Records supplied START

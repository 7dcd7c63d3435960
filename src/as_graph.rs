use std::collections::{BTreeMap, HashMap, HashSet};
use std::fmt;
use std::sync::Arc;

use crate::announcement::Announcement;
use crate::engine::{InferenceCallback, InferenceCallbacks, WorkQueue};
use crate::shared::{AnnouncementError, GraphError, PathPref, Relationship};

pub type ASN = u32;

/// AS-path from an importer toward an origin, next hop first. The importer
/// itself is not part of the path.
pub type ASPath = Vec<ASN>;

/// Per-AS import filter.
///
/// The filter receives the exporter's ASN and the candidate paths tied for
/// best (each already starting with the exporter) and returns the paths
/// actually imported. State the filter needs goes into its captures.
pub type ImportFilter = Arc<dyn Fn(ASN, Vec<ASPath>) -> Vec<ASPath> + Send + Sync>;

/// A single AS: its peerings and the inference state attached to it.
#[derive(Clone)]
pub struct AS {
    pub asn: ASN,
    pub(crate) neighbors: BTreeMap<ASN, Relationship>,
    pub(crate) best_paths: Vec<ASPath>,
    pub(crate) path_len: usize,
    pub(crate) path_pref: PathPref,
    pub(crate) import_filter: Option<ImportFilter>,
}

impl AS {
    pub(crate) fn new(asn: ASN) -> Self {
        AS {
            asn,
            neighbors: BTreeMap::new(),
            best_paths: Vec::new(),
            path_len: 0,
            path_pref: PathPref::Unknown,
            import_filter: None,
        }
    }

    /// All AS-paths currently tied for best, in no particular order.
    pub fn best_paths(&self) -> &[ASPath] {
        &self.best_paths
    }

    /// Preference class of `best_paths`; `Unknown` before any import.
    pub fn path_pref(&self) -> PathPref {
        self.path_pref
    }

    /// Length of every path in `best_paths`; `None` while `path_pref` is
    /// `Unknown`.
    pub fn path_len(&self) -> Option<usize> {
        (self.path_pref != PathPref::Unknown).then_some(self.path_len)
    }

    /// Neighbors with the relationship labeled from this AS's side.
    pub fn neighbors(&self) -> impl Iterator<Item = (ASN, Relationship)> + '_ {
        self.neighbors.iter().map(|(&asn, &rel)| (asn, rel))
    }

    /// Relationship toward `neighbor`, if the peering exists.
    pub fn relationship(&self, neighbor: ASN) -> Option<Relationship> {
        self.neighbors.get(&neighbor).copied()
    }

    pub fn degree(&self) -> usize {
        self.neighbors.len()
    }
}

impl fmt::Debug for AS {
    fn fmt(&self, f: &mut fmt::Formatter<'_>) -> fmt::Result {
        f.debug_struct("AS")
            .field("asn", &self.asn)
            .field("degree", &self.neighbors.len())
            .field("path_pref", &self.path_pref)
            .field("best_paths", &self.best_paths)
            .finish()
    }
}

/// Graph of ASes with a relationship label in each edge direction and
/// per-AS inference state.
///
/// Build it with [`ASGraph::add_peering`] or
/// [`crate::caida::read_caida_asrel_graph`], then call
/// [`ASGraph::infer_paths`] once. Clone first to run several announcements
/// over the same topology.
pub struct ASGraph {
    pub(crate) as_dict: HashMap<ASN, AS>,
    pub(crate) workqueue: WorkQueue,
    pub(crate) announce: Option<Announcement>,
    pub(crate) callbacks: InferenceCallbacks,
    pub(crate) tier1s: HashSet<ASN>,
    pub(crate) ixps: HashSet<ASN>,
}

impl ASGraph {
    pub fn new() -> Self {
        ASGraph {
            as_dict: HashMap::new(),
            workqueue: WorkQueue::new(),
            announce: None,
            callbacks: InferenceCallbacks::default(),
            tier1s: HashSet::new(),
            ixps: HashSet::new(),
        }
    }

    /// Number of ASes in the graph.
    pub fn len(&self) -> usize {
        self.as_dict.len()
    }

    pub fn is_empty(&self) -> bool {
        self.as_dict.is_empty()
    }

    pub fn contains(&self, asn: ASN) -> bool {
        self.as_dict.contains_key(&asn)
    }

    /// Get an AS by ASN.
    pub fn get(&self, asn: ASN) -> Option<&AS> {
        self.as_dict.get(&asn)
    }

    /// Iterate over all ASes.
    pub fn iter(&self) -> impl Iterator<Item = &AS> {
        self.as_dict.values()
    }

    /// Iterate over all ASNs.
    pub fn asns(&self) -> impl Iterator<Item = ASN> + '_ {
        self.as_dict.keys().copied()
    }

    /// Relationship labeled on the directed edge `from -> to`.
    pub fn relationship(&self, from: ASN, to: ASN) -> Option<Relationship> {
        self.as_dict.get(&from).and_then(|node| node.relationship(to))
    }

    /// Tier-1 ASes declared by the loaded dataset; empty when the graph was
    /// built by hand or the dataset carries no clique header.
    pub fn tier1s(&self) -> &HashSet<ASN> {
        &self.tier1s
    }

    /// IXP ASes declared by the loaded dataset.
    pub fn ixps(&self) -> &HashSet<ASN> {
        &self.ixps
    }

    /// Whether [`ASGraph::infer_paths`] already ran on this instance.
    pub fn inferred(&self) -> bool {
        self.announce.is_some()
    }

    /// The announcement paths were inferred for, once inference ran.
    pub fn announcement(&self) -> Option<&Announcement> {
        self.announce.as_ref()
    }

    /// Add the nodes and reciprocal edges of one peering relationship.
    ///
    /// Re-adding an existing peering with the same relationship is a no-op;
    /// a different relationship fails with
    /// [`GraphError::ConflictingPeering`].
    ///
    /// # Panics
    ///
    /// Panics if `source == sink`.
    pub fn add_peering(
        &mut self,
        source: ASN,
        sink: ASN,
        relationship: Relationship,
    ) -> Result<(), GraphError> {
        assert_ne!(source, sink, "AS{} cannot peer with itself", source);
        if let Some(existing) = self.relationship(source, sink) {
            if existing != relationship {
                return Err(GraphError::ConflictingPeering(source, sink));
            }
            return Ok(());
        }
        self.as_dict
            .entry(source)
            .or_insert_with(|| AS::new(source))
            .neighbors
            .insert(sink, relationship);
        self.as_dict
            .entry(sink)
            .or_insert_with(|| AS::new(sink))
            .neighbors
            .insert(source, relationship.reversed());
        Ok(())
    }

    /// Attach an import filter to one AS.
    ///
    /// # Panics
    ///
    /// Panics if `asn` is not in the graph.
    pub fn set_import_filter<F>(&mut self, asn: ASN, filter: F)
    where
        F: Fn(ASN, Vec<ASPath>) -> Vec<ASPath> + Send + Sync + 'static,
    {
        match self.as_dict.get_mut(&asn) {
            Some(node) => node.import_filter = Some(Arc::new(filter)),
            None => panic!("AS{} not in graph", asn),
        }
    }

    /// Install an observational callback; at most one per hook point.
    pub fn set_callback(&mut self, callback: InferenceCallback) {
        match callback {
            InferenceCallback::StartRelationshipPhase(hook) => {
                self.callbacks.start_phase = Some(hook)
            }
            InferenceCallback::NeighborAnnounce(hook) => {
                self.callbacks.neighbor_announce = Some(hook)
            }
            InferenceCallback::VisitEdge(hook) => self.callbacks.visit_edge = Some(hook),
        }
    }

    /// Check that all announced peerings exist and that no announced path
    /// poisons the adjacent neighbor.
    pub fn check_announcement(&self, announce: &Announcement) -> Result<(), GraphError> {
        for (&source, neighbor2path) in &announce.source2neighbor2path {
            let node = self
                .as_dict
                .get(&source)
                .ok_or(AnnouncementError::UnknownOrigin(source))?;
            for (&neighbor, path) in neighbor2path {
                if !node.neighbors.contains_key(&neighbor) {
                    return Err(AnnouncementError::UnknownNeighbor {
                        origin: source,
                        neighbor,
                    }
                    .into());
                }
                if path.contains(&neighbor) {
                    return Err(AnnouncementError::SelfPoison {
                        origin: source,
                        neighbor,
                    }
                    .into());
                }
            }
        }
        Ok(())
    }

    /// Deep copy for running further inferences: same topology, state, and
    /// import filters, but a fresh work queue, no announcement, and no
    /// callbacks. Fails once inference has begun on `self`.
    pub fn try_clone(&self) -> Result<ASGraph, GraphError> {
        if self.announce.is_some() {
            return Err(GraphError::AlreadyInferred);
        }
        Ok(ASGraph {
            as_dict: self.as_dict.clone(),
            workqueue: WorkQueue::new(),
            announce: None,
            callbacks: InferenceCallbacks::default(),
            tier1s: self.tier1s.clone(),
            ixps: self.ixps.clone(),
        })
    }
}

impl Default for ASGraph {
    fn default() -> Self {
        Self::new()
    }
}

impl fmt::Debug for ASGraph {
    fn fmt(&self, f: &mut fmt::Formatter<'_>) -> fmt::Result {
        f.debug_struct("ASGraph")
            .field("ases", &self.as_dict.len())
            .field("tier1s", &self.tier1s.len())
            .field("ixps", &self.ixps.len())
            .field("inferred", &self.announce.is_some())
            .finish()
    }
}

Records supplied END

* _Exercise_: I would like you to restate word for word the lines from the one with "impl fmt::Debug for ASGraph" through the last line of the material above, and only those.

* _Exercise response_:
impl fmt::Debug for ASGraph {
    fn fmt(&self, f: &mut fmt::Formatter<'_>) -> fmt::Result {
        f.debug_struct("ASGraph")
            .field("ases", &self.as_dict.len())
            .field("tier1s", &self.tier1s.len())
            .field("ixps", &self.ixps.len())
            .field("inferred", &self.announce.is_some())
            .finish()
    }
}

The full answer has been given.